Available data section start

//! Request ("besoin"): a needed purchase or service tied to a worksite and
//! a supplier.

use chrono::NaiveDate;
use serde::{Deserialize, Serialize};
use validator::Validate;

use crate::{payment::Payment, supplier::Supplier, worksite::Worksite};

/// Urgency classification of a request.
#[derive(Debug, Clone, Copy, PartialEq, Eq, Serialize, Deserialize)]
#[serde(rename_all = "UPPERCASE")]
pub enum Urgency {
  Urgent,
  Normal,
}

impl Urgency {
  pub fn as_str(self) -> &'static str {
    match self {
      Urgency::Urgent => "URGENT",
      Urgency::Normal => "NORMAL",
    }
  }
}

/// A persisted request row.
#[derive(Debug, Clone, PartialEq, Serialize, Deserialize)]
pub struct Request {
  pub id:          i64,
  pub worksite_id: i64,
  pub supplier_id: i64,
  pub description: String,
  /// Requested amount; always strictly positive.
  pub amount:      f64,
  pub urgency:     Urgency,
  pub comment:     Option<String>,
  pub date:        NaiveDate,
}

/// Payload for creating or updating a request.
#[derive(Debug, Clone, Deserialize, Validate)]
pub struct NewRequest {
  #[validate(range(min = 1, message = "worksite id must be positive"))]
  pub worksite_id: i64,
  #[validate(range(min = 1, message = "supplier id must be positive"))]
  pub supplier_id: i64,
  #[validate(length(min = 1, message = "description is required"))]
  pub description: String,
  #[validate(range(exclusive_min = 0.0, message = "amount must be positive"))]
  pub amount:      f64,
  pub urgency:     Urgency,
  pub comment:     Option<String>,
  pub date:        NaiveDate,
}

/// A request joined with its worksite, supplier and payments, the read model
/// consumed by the dashboard aggregation and the detailed endpoints.
#[derive(Debug, Clone, Serialize)]
pub struct RequestDetails {
  #[serde(flatten)]
  pub request:  Request,
  pub worksite: Worksite,
  pub supplier: Supplier,
  pub payments: Vec<Payment>,
}

impl RequestDetails {
  /// Sum of all payments applied against this request.
  pub fn paid(&self) -> f64 {
    self.payments.iter().map(|p| p.amount).sum()
  }

  /// Requested amount minus payments. Negative on overpayment; overpayment
  /// is representable and never clamped.
  pub fn balance(&self) -> f64 {
    self.request.amount - self.paid()
  }
}
//! Demo dataset: a handful of worksites, suppliers, requests and payments.
//!
//! The mix is deliberate: some requests fully paid, some partially, one with
//! several payments, one with none at all.

use anyhow::Result;
use sitepay_core::{
  payment::{NewPayment, PaymentMethod},
  request::{NewRequest, Urgency},
  store::ProcurementStore,
  supplier::NewSupplier,
  worksite::NewWorksite,
};
use sitepay_store_sqlite::SqliteStore;

pub async fn populate(store: &SqliteStore) -> Result<()> {
  let worksites = [
    ("Chantier A", "Jean Dupont", "Casablanca"),
    ("Chantier B", "Marie Curie", "Rabat"),
    ("Chantier C", "Ali Ben", "Marrakech"),
    ("Chantier D", "Fatima Zahra", "Tanger"),
    ("Chantier E", "Omar El Idrissi", "Agadir"),
  ];
  let mut worksite_ids = Vec::new();
  for (name, manager, location) in worksites {
    let w = store
      .add_worksite(NewWorksite {
        name:     name.to_owned(),
        manager:  manager.to_owned(),
        location: location.to_owned(),
      })
      .await?;
    worksite_ids.push(w.id);
  }

  let suppliers = [
    ("Fournisseur Alpha", "Matériaux"),
    ("Fournisseur Beta", "Services"),
    ("Fournisseur Gamma", "Location"),
    ("Fournisseur Delta", "Transport"),
    ("Fournisseur Epsilon", "Main d'œuvre"),
  ];
  let mut supplier_ids = Vec::new();
  for (name, category) in suppliers {
    let s = store
      .add_supplier(NewSupplier {
        name:     name.to_owned(),
        category: category.to_owned(),
      })
      .await?;
    supplier_ids.push(s.id);
  }

  // (worksite idx, supplier idx, description, amount, date, urgency, comment)
  let requests = [
    (0, 0, "Ciment", 5000.0, "2024-07-01", Urgency::Urgent, Some("Livraison rapide")),
    (1, 1, "Main d'œuvre", 8000.0, "2024-07-10", Urgency::Normal, None),
    (2, 2, "Gravier", 3000.0, "2024-06-15", Urgency::Urgent, Some("Pour fondations")),
    (3, 3, "Transport", 2000.0, "2024-05-20", Urgency::Normal, Some("Camion 10T")),
    (4, 4, "Peinture", 1500.0, "2024-08-01", Urgency::Urgent, Some("Couleur blanche")),
    (0, 2, "Location grue", 7000.0, "2024-07-15", Urgency::Normal, None),
    (1, 3, "Transport matériaux", 2500.0, "2024-06-25", Urgency::Urgent, Some("Livraison chantier B")),
    (2, 1, "Services nettoyage", 1200.0, "2024-08-10", Urgency::Normal, None),
  ];
  let mut request_ids = Vec::new();
  for (w, s, description, amount, date, urgency, comment) in requests {
    let r = store
      .add_request(NewRequest {
        worksite_id: worksite_ids[w],
        supplier_id: supplier_ids[s],
        description: description.to_owned(),
        amount,
        urgency,
        comment: comment.map(str::to_owned),
        date: date.parse()?,
      })
      .await?;
    request_ids.push(r.id);
  }

  // (request idx, date, amount, method, month label)
  let payments = [
    (0, "2024-07-05", 2000.0, PaymentMethod::Transfer, "Juillet"),
    (0, "2024-07-10", 1000.0, PaymentMethod::Cheque, "Juillet"),
    (1, "2024-07-15", 3000.0, PaymentMethod::Cheque, "Juillet"),
    (2, "2024-06-20", 1500.0, PaymentMethod::Cash, "Juin"),
    (2, "2024-06-25", 1000.0, PaymentMethod::Transfer, "Juin"),
    (3, "2024-05-25", 2000.0, PaymentMethod::Cheque, "Mai"),
    (4, "2024-08-05", 1500.0, PaymentMethod::Cash, "Août"),
    (5, "2024-07-20", 4000.0, PaymentMethod::Transfer, "Juillet"),
    (5, "2024-07-25", 2000.0, PaymentMethod::Cheque, "Juillet"),
    (6, "2024-06-28", 2500.0, PaymentMethod::Cash, "Juin"),
    (7, "2024-08-15", 1200.0, PaymentMethod::Transfer, "Août"),
  ];
  for (r, date, amount, method, month_label) in payments {
    store
      .add_payment(NewPayment {
        request_id: request_ids[r],
        amount,
        date: date.parse()?,
        month_label: month_label.to_owned(),
        method,
      })
      .await?;
  }

  Ok(())
}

Available data section end

Aim of the exercise:
Retype exactly the lines of the data above, starting at its first line and finishing with the line that has "pub struct NewRequest" in it.

Your response:
//! Request ("besoin"): a needed purchase or service tied to a worksite and
//! a supplier.

use chrono::NaiveDate;
use serde::{Deserialize, Serialize};
use validator::Validate;

use crate::{payment::Payment, supplier::Supplier, worksite::Worksite};

/// Urgency classification of a request.
#[derive(Debug, Clone, Copy, PartialEq, Eq, Serialize, Deserialize)]
#[serde(rename_all = "UPPERCASE")]
pub enum Urgency {
  Urgent,
  Normal,
}

impl Urgency {
  pub fn as_str(self) -> &'static str {
    match self {
      Urgency::Urgent => "URGENT",
      Urgency::Normal => "NORMAL",
    }
  }
}

/// A persisted request row.
#[derive(Debug, Clone, PartialEq, Serialize, Deserialize)]
pub struct Request {
  pub id:          i64,
  pub worksite_id: i64,
  pub supplier_id: i64,
  pub description: String,
  /// Requested amount; always strictly positive.
  pub amount:      f64,
  pub urgency:     Urgency,
  pub comment:     Option<String>,
  pub date:        NaiveDate,
}

/// Payload for creating or updating a request.
#[derive(Debug, Clone, Deserialize, Validate)]
pub struct NewRequest {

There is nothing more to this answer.